With only 17,500 fans allowed to attend a memorial for Michael Jackson at L.A.'s Staples Center or a live screening of the event at the Nokia Theatre across the street, a few die-hard fans of the King of Pop may decide to head east to Palm Springs.
The owner of Elvis Presley's former home in Palm Springs announced Sunday he wants to invite 100 Michael Jackson fans to watch the televised service at his property on Tuesday.
"It just seems fitting -- pay respects for the King of Pop at the home of the King of Rock-n-Roll," said Reno Fontana, 56, who, with wife Laura bought the 5,500-square-foot Spanish ranch-style estate in 2003. "We're not going to charge admission or anything like that. This is free."
Since Jackson was married for a time to Lisa Marie Presley, hosting Jackson mourners on Tuesday seems like the right thing to do, Fontana said.
"We heard Jermaine Jackson say on Larry King he hopes there will be tributes for Michael across the country," Fontana said. "This is our little way of contributing what we can."
Fontana said anyone interested in watching Tuesday's Jackson tribute at the Elvis Estate in Palm Springs should write a brief essay of 100 words or less and e-mail it to email@example.com.
"We'll pick the best essays out of the bunch," Fontana said. "We really don't know what to expect."
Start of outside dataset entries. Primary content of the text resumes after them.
/// Signed name records
///
/// A record binds a peer identity to a path until an absolute end of life.
use crate::{
    crypto::keys::{PeerId, PrivateKey},
    error::{NameError, NameResult},
    path::{Path, MUTABLE_PREFIX},
};
use chrono::{DateTime, SecondsFormat, Utc};
use k256::ecdsa::{signature::Verifier, Signature, VerifyingKey};
use serde::{Deserialize, Serialize};
use std::time::Duration;

/// Signed pointer record stored in the value store
#[derive(Debug, Clone, PartialEq, Serialize, Deserialize)]
pub struct NameRecord {
    /// Target path
    pub value: Path,

    /// Absolute end of life
    pub validity: DateTime<Utc>,

    /// Monotonic publish counter for this identity
    pub sequence: u64,

    /// Suggested cache lifetime in nanoseconds
    #[serde(default, skip_serializing_if = "Option::is_none")]
    pub ttl_ns: Option<u64>,

    /// Compressed SEC1 public key of the publisher
    pub public_key: Vec<u8>,

    /// ECDSA signature over value, validity and sequence
    pub signature: Vec<u8>,
}

impl NameRecord {
    /// Build and sign a record
    pub fn create(
        key: &PrivateKey,
        value: Path,
        sequence: u64,
        eol: DateTime<Utc>,
        ttl: Option<Duration>,
    ) -> Self {
        let signature = key.sign(&signing_bytes(&value, &eol, sequence));

        Self {
            value,
            validity: eol,
            sequence,
            // saturates at about 584 years
            ttl_ns: ttl.map(|t| u64::try_from(t.as_nanos()).unwrap_or(u64::MAX)),
            public_key: key.public_key_bytes(),
            signature,
        }
    }

    /// Check that the record was signed by the owner of `expected`
    pub fn verify(&self, expected: &PeerId) -> NameResult<()> {
        if PeerId::from_public_key_bytes(&self.public_key) != *expected {
            return Err(NameError::InvalidRecord(format!(
                "public key does not match {}",
                expected
            )));
        }

        let verifying_key = VerifyingKey::from_sec1_bytes(&self.public_key)
            .map_err(|e| NameError::InvalidRecord(format!("bad public key: {}", e)))?;
        let signature = Signature::from_slice(&self.signature)
            .map_err(|e| NameError::InvalidRecord(format!("bad signature: {}", e)))?;

        verifying_key
            .verify(
                &signing_bytes(&self.value, &self.validity, self.sequence),
                &signature,
            )
            .map_err(|_| NameError::InvalidRecord(format!("signature check failed for {}", expected)))
    }

    pub fn is_expired(&self, now: DateTime<Utc>) -> bool {
        self.validity <= now
    }

    pub fn ttl(&self) -> Option<Duration> {
        self.ttl_ns.map(Duration::from_nanos)
    }

    pub fn to_bytes(&self) -> NameResult<Vec<u8>> {
        serde_cbor::to_vec(self)
            .map_err(|e| NameError::Internal(format!("Failed to encode name record: {}", e)))
    }

    pub fn from_bytes(bytes: &[u8]) -> NameResult<Self> {
        serde_cbor::from_slice(bytes)
            .map_err(|e| NameError::InvalidRecord(format!("Failed to decode name record: {}", e)))
    }
}

/// Value store key for an identity's record: `/dms3ns/` followed by the raw id bytes
pub fn routing_key(id: &PeerId) -> Vec<u8> {
    let mut key = MUTABLE_PREFIX.as_bytes().to_vec();
    key.extend_from_slice(id.as_bytes());
    key
}

fn signing_bytes(value: &Path, validity: &DateTime<Utc>, sequence: u64) -> Vec<u8> {
    let mut data = Vec::new();
    data.extend_from_slice(value.as_str().as_bytes());
    data.extend_from_slice(validity.to_rfc3339_opts(SecondsFormat::Nanos, true).as_bytes());
    data.extend_from_slice(&sequence.to_be_bytes());
    data
}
Dubbed "Graceland West" a few years ago by The New York Times, the "Elvis Estate" on West Chino Canyon Road was commissioned in 1946 by the Jergens family, who made their fortune in skin lotions and other skin care products, Fontana said.
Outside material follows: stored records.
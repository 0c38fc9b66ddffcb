/// DNS resolver - follows dnslink TXT records
use crate::{
    config::DnsConfig,
    error::{NameError, NameResult},
    namesys::resolve::{Resolution, ResolveOnce, ResolveOptions},
    path::Path,
};
use async_trait::async_trait;
use hickory_resolver::config::{NameServerConfig, ResolverConfig};
use hickory_resolver::name_server::TokioConnectionProvider;
use hickory_resolver::proto::xfer::Protocol;
use hickory_resolver::Resolver;
use std::net::SocketAddr;
use std::sync::Arc;
use std::time::Duration;
use tracing::debug;

const DNSLINK_PREFIX: &str = "dnslink=";
const DNSLINK_SUBDOMAIN: &str = "_dnslink.";

/// TXT records of one name and how long they may be cached
#[derive(Debug, Clone, Default, PartialEq, Eq)]
pub struct TxtAnswer {
    pub records: Vec<String>,
    pub ttl: Duration,
}

/// DNS TXT lookup trait
#[async_trait]
pub trait TxtLookup: Send + Sync {
    async fn lookup_txt(&self, name: &str) -> NameResult<TxtAnswer>;
}

/// TXT lookups through hickory
pub struct HickoryTxtLookup {
    resolver: Resolver<TokioConnectionProvider>,
}

impl HickoryTxtLookup {
    /// Use the host's resolver configuration
    pub fn from_system_conf() -> NameResult<Self> {
        let resolver = Resolver::builder_tokio()
            .map_err(|e| NameError::Dns(format!("Failed to read system DNS config: {}", e)))?
            .build();

        Ok(Self { resolver })
    }

    /// Query the given upstream servers over UDP
    pub fn with_upstreams(upstreams: &[SocketAddr]) -> NameResult<Self> {
        if upstreams.is_empty() {
            return Err(NameError::Config(
                "No upstream DNS servers configured".to_string(),
            ));
        }

        let name_servers: Vec<NameServerConfig> = upstreams
            .iter()
            .map(|addr| NameServerConfig::new(*addr, Protocol::Udp))
            .collect();
        let config = ResolverConfig::from_parts(None, vec![], name_servers);

        let resolver =
            Resolver::builder_with_config(config, TokioConnectionProvider::default()).build();

        debug!(upstream_count = upstreams.len(), "Created DNS TXT resolver");

        Ok(Self { resolver })
    }

    pub fn from_config(config: &DnsConfig) -> NameResult<Self> {
        if config.upstreams.is_empty() {
            Self::from_system_conf()
        } else {
            Self::with_upstreams(&config.upstreams)
        }
    }
}

#[async_trait]
impl TxtLookup for HickoryTxtLookup {
    async fn lookup_txt(&self, name: &str) -> NameResult<TxtAnswer> {
        let lookup = self
            .resolver
            .txt_lookup(name)
            .await
            .map_err(|e| NameError::Dns(format!("{}: {}", name, e)))?;

        let ttl = lookup
            .valid_until()
            .saturating_duration_since(std::time::Instant::now());

        // A TXT record may be split into several character strings
        let records = lookup
            .iter()
            .map(|txt| {
                txt.txt_data()
                    .iter()
                    .map(|data| String::from_utf8_lossy(data).into_owned())
                    .collect::<String>()
            })
            .collect();

        Ok(TxtAnswer { records, ttl })
    }
}

/// Resolves domains through `dnslink=` TXT records
pub struct DnsResolver {
    lookup: Arc<dyn TxtLookup>,
}

impl DnsResolver {
    pub fn new(lookup: Arc<dyn TxtLookup>) -> Self {
        Self { lookup }
    }
}

#[async_trait]
impl ResolveOnce for DnsResolver {
    async fn resolve_once(&self, name: &str, _options: &ResolveOptions) -> NameResult<Resolution> {
        let (domain, rest) = match name.split_once('/') {
            Some((domain, rest)) => (domain, Some(rest)),
            None => (name, None),
        };

        if !is_domain(domain) {
            return Err(NameError::InvalidSyntax(format!("not a valid domain name: {}", domain)));
        }

        let subdomain = format!("{}{}", DNSLINK_SUBDOMAIN, domain);
        let (sub_answer, root_answer) = tokio::join!(
            self.lookup.lookup_txt(&subdomain),
            self.lookup.lookup_txt(domain),
        );

        // The _dnslink subdomain takes precedence when it carries a link
        let resolution = match sub_answer {
            Ok(answer) if !parse_links(&answer).is_empty() => pick_link(domain, &answer)?,
            sub => {
                if let Err(e) = sub {
                    debug!(domain = %subdomain, error = %e, "dnslink subdomain lookup failed");
                }
                pick_link(domain, &root_answer?)?
            }
        };

        match rest {
            Some(rest) => Ok(Resolution::new(
                Path::from_segments("", &[resolution.path.as_str().trim_end_matches('/'), rest])?,
                resolution.ttl,
            )),
            None => Ok(resolution),
        }
    }
}

/// Parse one TXT record as a dnslink entry
fn parse_entry(txt: &str) -> Option<Path> {
    txt.trim()
        .strip_prefix(DNSLINK_PREFIX)
        .and_then(|link| Path::parse(link.trim()).ok())
}

/// Distinct dnslink paths in an answer, in record order
fn parse_links(answer: &TxtAnswer) -> Vec<Path> {
    let mut links: Vec<Path> = Vec::new();
    for path in answer.records.iter().filter_map(|txt| parse_entry(txt)) {
        if !links.contains(&path) {
            links.push(path);
        }
    }
    links
}

fn pick_link(domain: &str, answer: &TxtAnswer) -> NameResult<Resolution> {
    let mut links = parse_links(answer);
    match links.len() {
        0 => Err(NameError::NoDnsLink(domain.to_string())),
        1 => Ok(Resolution::new(links.remove(0), answer.ttl)),
        _ => Err(NameError::AmbiguousDnsLink(domain.to_string())),
    }
}

/// Whether `s` is a syntactically valid domain name with an alphabetic TLD
pub fn is_domain(s: &str) -> bool {
    let s = s.strip_suffix('.').unwrap_or(s);

    if s.is_empty() || s.len() > 253 {
        return false;
    }

    let labels: Vec<&str> = s.split('.').collect();
    if labels.len() < 2 {
        return false;
    }

    for label in &labels {
        if label.is_empty() || label.len() > 63 {
            return false;
        }
        if label.starts_with('-') || label.ends_with('-') {
            return false;
        }
        if !label
            .chars()
            .all(|c| c.is_ascii_alphanumeric() || c == '-' || c == '_')
        {
            return false;
        }
    }

    labels
        .last()
        .map(|tld| tld.len() >= 2 && tld.chars().all(|c| c.is_ascii_alphabetic()))
        .unwrap_or(false)
}
//! Collaborator traits consumed by the client.
//!
//! These abstract the surfaces the original application provided as shared
//! services (durable key/value storage, URL resolution, the notification
//! dispatcher) so implementations can be injected and mocked.

use async_trait::async_trait;

use crate::notify::Notification;
use crate::store::StoreError;

/// Durable key/value storage for session state.
///
/// The analog of page-durable browser storage: values written here must
/// survive client restarts. Access tokens and session ids live behind fixed
/// keys (see [`crate::config`]).
#[async_trait]
pub trait KeyValueStore: Send + Sync {
    /// Read a value.
    ///
    /// # Errors
    /// Returns an error when the backing store fails; a missing key is
    /// `Ok(None)`, not an error.
    async fn get(&self, key: &str) -> Result<Option<String>, StoreError>;

    /// Write a value, replacing any previous one.
    ///
    /// # Errors
    /// Returns an error when the backing store fails.
    async fn set(&self, key: &str, value: &str) -> Result<(), StoreError>;
}

/// Resolves logical service names to concrete URLs.
pub trait UrlResolver: Send + Sync {
    /// Resolve `logical_name` (e.g. `"reauthenticate"`) to a full URL,
    /// appending `params` as query parameters.
    fn get_url(&self, logical_name: &str, params: &[(&str, &str)]) -> String;
}

/// Fire-and-forget channel for user-facing failure notifications.
///
/// Output-only: the client never waits on delivery. Server errors (HTTP 500)
/// are broadcast here unless the caller opted out per call.
pub trait Notifier: Send + Sync {
    /// Broadcast a notification.
    fn send(&self, notification: Notification);
}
The architect, Albert Frey, is renowned for his contributions to a style known today as "desert modernism." He also helped design some of the buildings for the Palm Springs Aerial Tramway.
Presley owned the Palm Springs home from 1970 until he died in 1977, Fontana said. At that time, Graceland and the Palm Springs home were the only properties Presley owned, he said.
When first completed in the late 1940s, the home was about 3,500 square feet, Fontana said. Presley added an entertainment room and a separate private bedroom for himself in 1974, after he divorced Priscilla Presley, Fontana said.
Presley recorded eight songs for RCA at the home in 1973, Fontana said. The better-known titles included "I Miss You," "Sweet Angelyne," "Spanish Eyes," and "Are You Sincere?"
The Fontanas bought the home in 2003 for $1.25 million, Fontana said. Last year, the Wall Street Journal reported the Fontanas were trying to sell the home for $17 million.
Now they are seeking a partner to invest $8 million for a half-interest in the property, Fontana said. The Fontanas maintain a Web site for the property, which they advertise for tours and rentals.